Benjamin Lammert, président de la Fop et de Terres Univia, revient sur une année 2024 mitigée pour les cultures oléoprotéagineuses, plaide pour un meilleur accès aux moyens de production, souligne les ambitions de la filière en termes de souveraineté alimentaire, dénonce les importations frauduleuses d’huiles usagées sur le marché européen des biocarburants et s’inquiète des impacts de l’entrée de l’Ukraine dans l’UE.

Croisé à l’occasion des rencontres Oléopro, le 11 décembre à Montrouge (92), Benjamin Lammert, président de la Fop et de Terres Univia, revient sur le bilan contrasté de l’année 2024 pour les filières oléagineuses et protéagineuses.

Quand certaines cultures ont tiré leur épingle du jeu aussi bien en termes de rendements que de prix – colza, pois de printemps, féverole, soja -, il rappelle que « le pois d’hiver a connu une année catastrophique » avec parfois « des rendements divisés par deux » et que la récolte de tournesol a été compliquée, « avec des gros sujets liés à la date de récolte, au délai de récolte, au séchage, et à la qualité ».
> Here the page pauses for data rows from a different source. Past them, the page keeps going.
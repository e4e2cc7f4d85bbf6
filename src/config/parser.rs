use super::Config;
use crate::error::{Error, Result};
use std::fs;
use std::path::{Path, PathBuf};

pub const CONFIG_FILE_NAME: &str = "svcp.yaml";

pub struct Parser;

impl Default for Parser {
    fn default() -> Self {
        Self::new()
    }
}

impl Parser {
    pub fn new() -> Self {
        Self
    }

    /// Find the config file starting from `dir` and walking up its parents.
    pub fn find_config_in_dir(dir: &Path) -> Option<PathBuf> {
        let config_path = dir.join(CONFIG_FILE_NAME);
        if config_path.exists() {
            return Some(config_path);
        }

        let alt_path = dir.join("svcp.yml");
        if alt_path.exists() {
            return Some(alt_path);
        }

        dir.parent().and_then(Self::find_config_in_dir)
    }

    /// Load config from file path
    pub fn load_config<P: AsRef<Path>>(&self, path: P) -> Result<Config> {
        let content = fs::read_to_string(path.as_ref()).map_err(|e| {
            Error::Config(format!(
                "Failed to read config file '{}': {}",
                path.as_ref().display(),
                e
            ))
        })?;

        self.parse_config(&content)
    }

    /// Parse and validate config content. An empty document yields the defaults.
    pub fn parse_config(&self, content: &str) -> Result<Config> {
        if content.trim().is_empty() {
            return Ok(Config::default());
        }
        let config: Config = serde_yaml::from_str(content)?;
        config.validate()?;
        Ok(config)
    }
}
Côté perspectives, « l’objectif est de continuer à travailler sur la souveraineté en protéines et en énergie ». D’ici à 2030, la filière entend maintenir 2 millions d’hectares de colza et de tournesol et vise 1 million d’hectares de protéagineux et légumineuses, contre 500 000 aujourd’hui.
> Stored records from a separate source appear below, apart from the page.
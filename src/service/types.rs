use serde::{Deserialize, Serialize};
use std::fmt;

/// Lifecycle state of a service as seen by the orchestrator.
///
/// ```text
/// NotStarted ──► Starting ──► Running ──► Stopping ──► Stopped
///                                │
///                                ▼ (process gone, pid file left behind)
///                              Stale ──► Stopped
/// ```
#[derive(Debug, Clone, Copy, PartialEq, Eq, Serialize, Deserialize)]
#[serde(rename_all = "snake_case")]
pub enum ServiceState {
    NotStarted,
    Starting,
    Running,
    Stopping,
    Stopped,
    Stale,
}

impl fmt::Display for ServiceState {
    fn fmt(&self, f: &mut fmt::Formatter<'_>) -> fmt::Result {
        match self {
            ServiceState::NotStarted => write!(f, "not started"),
            ServiceState::Starting => write!(f, "starting"),
            ServiceState::Running => write!(f, "running"),
            ServiceState::Stopping => write!(f, "stopping"),
            ServiceState::Stopped => write!(f, "stopped"),
            ServiceState::Stale => write!(f, "stale"),
        }
    }
}

impl ServiceState {
    /// Check if a state transition is valid according to the state machine.
    ///
    /// ```
    /// use service_provisioner::service::ServiceState;
    ///
    /// assert!(ServiceState::NotStarted.is_valid_transition(ServiceState::Starting));
    /// assert!(ServiceState::Running.is_valid_transition(ServiceState::Stale));
    /// assert!(!ServiceState::NotStarted.is_valid_transition(ServiceState::Running));
    /// ```
    pub fn is_valid_transition(&self, to: ServiceState) -> bool {
        use ServiceState::*;
        match (self, to) {
            (NotStarted | Stopped, Starting) => true,
            (Starting, Running) => true,
            // Launch failed before a pid was recorded
            (Starting, NotStarted) => true,
            (Running, Stopping) => true,
            (Running, Stale) => true,
            (Stopping, Stopped) => true,
            (Stale, Stopped) => true,
            (Stale, Starting) => true,
            (s1, s2) if *s1 == s2 => true,
            _ => false,
        }
    }
}

/// Record a transition in the trace log, flagging invalid ones.
pub(crate) fn transition(service: &str, from: ServiceState, to: ServiceState) {
    if from.is_valid_transition(to) {
        tracing::debug!(service = %service, "{} -> {}", from, to);
    } else {
        tracing::warn!(service = %service, "unexpected state transition {} -> {}", from, to);
    }
}

#[cfg(test)]
mod tests {
    use super::*;
    use ServiceState::*;

    #[test]
    fn happy_path_is_valid() {
        let path = [NotStarted, Starting, Running, Stopping, Stopped];
        for pair in path.windows(2) {
            assert!(pair[0].is_valid_transition(pair[1]), "{:?}", pair);
        }
    }

    #[test]
    fn stale_paths() {
        assert!(Running.is_valid_transition(Stale));
        assert!(Stale.is_valid_transition(Stopped));
        assert!(Stale.is_valid_transition(Starting));
        assert!(!Stale.is_valid_transition(Running));
    }

    #[test]
    fn skipping_states_is_invalid() {
        assert!(!NotStarted.is_valid_transition(Running));
        assert!(!Stopped.is_valid_transition(Running));
        assert!(!Starting.is_valid_transition(Stopped));
    }

    #[test]
    fn serializes_snake_case() {
        assert_eq!(
            serde_json::to_string(&NotStarted).unwrap(),
            "\"not_started\""
        );
    }
}
//! Small file helpers shared by the mutation functions.

use crate::error::{Error, Result};
use std::fs;
use std::io::Write;
use std::os::unix::fs::PermissionsExt;
use std::path::Path;

/// Replace `path` with `contents` through a sibling temporary file and a rename.
///
/// With `mode`, the file ends up with exactly that mode. Without it, an
/// existing file keeps its permissions and a new file gets the process default.
pub(crate) fn write_atomic(path: &Path, contents: &str, mode: Option<u32>) -> Result<()> {
    let dir = match path.parent() {
        Some(p) if !p.as_os_str().is_empty() => p,
        _ => Path::new("."),
    };
    let file_name = path
        .file_name()
        .ok_or_else(|| Error::Filesystem(format!("'{}' is not a file path", path.display())))?
        .to_string_lossy();
    let tmp = dir.join(format!(".{}.svcp-tmp", file_name));

    let permissions = match mode {
        Some(mode) => Some(fs::Permissions::from_mode(mode)),
        None => fs::metadata(path).ok().map(|m| m.permissions()),
    };

    let write = || -> std::io::Result<()> {
        let mut file = fs::File::create(&tmp)?;
        if let Some(perms) = permissions.clone() {
            file.set_permissions(perms)?;
        }
        file.write_all(contents.as_bytes())?;
        file.sync_all()?;
        fs::rename(&tmp, path)
    };

    write().map_err(|e| {
        let _ = fs::remove_file(&tmp);
        Error::Filesystem(format!("Cannot write '{}': {}", path.display(), e))
    })
}

/// Restrict `path` to owner read/write.
pub(crate) fn restrict_to_owner(path: &Path) -> Result<()> {
    fs::set_permissions(path, fs::Permissions::from_mode(0o600)).map_err(|e| {
        Error::Filesystem(format!(
            "Cannot set permissions on '{}': {}",
            path.display(),
            e
        ))
    })
}

/// Remove a file, treating "already gone" as success.
pub(crate) fn remove_if_exists(path: &Path) -> Result<()> {
    match fs::remove_file(path) {
        Ok(()) => Ok(()),
        Err(e) if e.kind() == std::io::ErrorKind::NotFound => Ok(()),
        Err(e) => Err(Error::Filesystem(format!(
            "Cannot remove '{}': {}",
            path.display(),
            e
        ))),
    }
}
D’ailleurs, « un programme très ambitieux sur la sélection génétique du pois vient d’être lancé, pour 50 millions d’euros », pour trouver des variétés qui résistent mieux au changement climatique et aux attaques de champignons, notamment.

Pour accroître la souveraineté alimentaire et le développement des filières locales, la filière mise sur l’accès aux moyens de productions : semences, solutions techniques (variétés végétales tolérantes à des herbicides, nouvelles techniques de sélection), accès aux phytos.

Là-dessus, « il y a trop de distorsions de concurrence entre la France et d’autres pays européens sur les produits autorisés, […] il est nécessaire de corriger ces écarts et distorsions pour gagner en compétitivité sur nos productions », estime Benjamin Lammert.

Qui pointe un « problème majeur » sur les débouchés : alors que « la filière biodiesel est plutôt stabilisée dans ses débouchés, capable de fournir des marchés bien identifiés », la fraude sur les huiles usagées importées de Chine « détruit le marché des biocarburants en France et en Europe », si bien que l’élu appelle à la mise en place urgente de contrôles.

De fait, l’entrée massive en Europe de biocarburants à base d’huile de friture usagée venus de Chine et d’Asie du Sud-est pourrait cacher un important trafic d’huile de palme, alors que la Commission entend justement réduire drastiquement l’utilisation de biodiesel à base d’huile de palme.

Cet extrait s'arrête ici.